● **EXERCISE DESCRIPTION**: Search each line below for the word "Outcome" and list those that contain it.
** Opening LISTED RECORDS block **
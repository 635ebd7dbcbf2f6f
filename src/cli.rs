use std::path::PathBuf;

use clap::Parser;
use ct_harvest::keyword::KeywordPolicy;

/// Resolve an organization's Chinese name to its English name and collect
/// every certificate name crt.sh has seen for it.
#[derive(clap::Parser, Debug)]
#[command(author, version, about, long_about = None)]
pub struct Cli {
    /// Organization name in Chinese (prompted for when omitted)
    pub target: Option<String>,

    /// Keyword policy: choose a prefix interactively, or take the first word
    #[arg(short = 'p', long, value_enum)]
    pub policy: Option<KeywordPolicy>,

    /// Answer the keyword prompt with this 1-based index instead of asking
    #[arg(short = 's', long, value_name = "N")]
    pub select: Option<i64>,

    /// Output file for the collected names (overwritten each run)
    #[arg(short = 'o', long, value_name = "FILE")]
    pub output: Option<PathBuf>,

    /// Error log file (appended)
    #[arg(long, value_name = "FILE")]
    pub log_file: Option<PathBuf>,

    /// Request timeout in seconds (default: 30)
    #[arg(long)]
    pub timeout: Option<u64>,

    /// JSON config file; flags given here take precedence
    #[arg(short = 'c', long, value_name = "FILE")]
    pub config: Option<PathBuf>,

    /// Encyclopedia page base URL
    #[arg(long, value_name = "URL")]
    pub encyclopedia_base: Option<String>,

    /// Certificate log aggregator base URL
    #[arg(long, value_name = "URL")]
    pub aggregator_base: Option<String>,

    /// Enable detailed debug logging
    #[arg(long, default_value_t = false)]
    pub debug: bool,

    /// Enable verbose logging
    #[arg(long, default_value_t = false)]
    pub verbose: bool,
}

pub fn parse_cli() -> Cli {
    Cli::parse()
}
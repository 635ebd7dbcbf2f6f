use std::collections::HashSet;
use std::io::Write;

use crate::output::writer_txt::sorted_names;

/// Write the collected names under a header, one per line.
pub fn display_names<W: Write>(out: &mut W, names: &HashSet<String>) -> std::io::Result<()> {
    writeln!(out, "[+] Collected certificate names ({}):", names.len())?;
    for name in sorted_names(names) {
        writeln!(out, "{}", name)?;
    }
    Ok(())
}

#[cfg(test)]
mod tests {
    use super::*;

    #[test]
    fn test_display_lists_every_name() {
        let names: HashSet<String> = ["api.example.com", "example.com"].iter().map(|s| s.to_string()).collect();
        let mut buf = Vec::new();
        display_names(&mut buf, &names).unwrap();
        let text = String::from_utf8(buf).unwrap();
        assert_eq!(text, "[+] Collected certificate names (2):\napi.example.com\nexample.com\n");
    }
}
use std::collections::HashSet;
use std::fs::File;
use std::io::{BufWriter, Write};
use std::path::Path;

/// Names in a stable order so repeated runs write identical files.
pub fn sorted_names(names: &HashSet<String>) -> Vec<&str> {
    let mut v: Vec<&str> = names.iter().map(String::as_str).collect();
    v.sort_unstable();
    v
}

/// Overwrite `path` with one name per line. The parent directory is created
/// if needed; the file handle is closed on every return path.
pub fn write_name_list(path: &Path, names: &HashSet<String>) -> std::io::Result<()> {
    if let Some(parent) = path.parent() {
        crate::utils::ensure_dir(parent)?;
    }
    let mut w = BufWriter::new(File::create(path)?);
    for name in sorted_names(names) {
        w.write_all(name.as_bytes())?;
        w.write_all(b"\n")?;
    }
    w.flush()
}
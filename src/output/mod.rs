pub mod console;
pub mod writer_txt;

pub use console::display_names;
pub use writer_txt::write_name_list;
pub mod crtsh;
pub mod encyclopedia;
** Closing LISTED RECORDS block **
** Opening LISTED RECORDS block **
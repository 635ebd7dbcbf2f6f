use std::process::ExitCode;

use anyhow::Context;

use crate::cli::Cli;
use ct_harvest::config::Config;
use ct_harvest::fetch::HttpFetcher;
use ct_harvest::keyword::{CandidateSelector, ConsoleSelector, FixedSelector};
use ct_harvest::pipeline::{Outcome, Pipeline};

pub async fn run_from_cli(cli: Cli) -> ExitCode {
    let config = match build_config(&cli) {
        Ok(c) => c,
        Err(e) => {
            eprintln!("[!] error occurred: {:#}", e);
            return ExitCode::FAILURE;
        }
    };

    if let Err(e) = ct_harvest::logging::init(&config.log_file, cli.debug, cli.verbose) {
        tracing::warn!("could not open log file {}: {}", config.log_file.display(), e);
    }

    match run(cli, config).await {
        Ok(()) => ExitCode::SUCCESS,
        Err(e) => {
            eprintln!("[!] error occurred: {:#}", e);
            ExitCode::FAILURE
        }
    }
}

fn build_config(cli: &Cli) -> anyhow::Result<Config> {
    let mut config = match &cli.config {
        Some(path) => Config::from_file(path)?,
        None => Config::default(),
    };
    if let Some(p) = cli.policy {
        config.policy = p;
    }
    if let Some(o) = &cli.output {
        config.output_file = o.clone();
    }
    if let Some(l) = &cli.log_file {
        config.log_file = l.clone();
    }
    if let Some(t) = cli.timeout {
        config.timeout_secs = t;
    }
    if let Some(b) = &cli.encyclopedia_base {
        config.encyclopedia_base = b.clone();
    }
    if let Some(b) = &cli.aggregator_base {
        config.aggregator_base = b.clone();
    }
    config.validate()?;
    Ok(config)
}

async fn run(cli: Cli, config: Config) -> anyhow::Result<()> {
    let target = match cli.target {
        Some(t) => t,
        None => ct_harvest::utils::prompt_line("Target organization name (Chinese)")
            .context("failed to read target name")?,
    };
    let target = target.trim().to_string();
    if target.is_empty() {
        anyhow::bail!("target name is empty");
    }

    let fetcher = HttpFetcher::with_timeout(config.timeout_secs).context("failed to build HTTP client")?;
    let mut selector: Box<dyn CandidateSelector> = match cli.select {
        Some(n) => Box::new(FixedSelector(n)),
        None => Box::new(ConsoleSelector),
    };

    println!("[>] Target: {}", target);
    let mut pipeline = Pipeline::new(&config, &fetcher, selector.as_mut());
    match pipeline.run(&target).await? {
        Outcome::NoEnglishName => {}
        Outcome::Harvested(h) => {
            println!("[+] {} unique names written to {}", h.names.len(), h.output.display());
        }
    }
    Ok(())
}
** Closing LISTED RECORDS block **
● **RESPONSE TO THIS EXERCISE**:
use ct_harvest::pipeline::{Outcome, Pipeline};
        Outcome::NoEnglishName => {}
        Outcome::Harvested(h) => {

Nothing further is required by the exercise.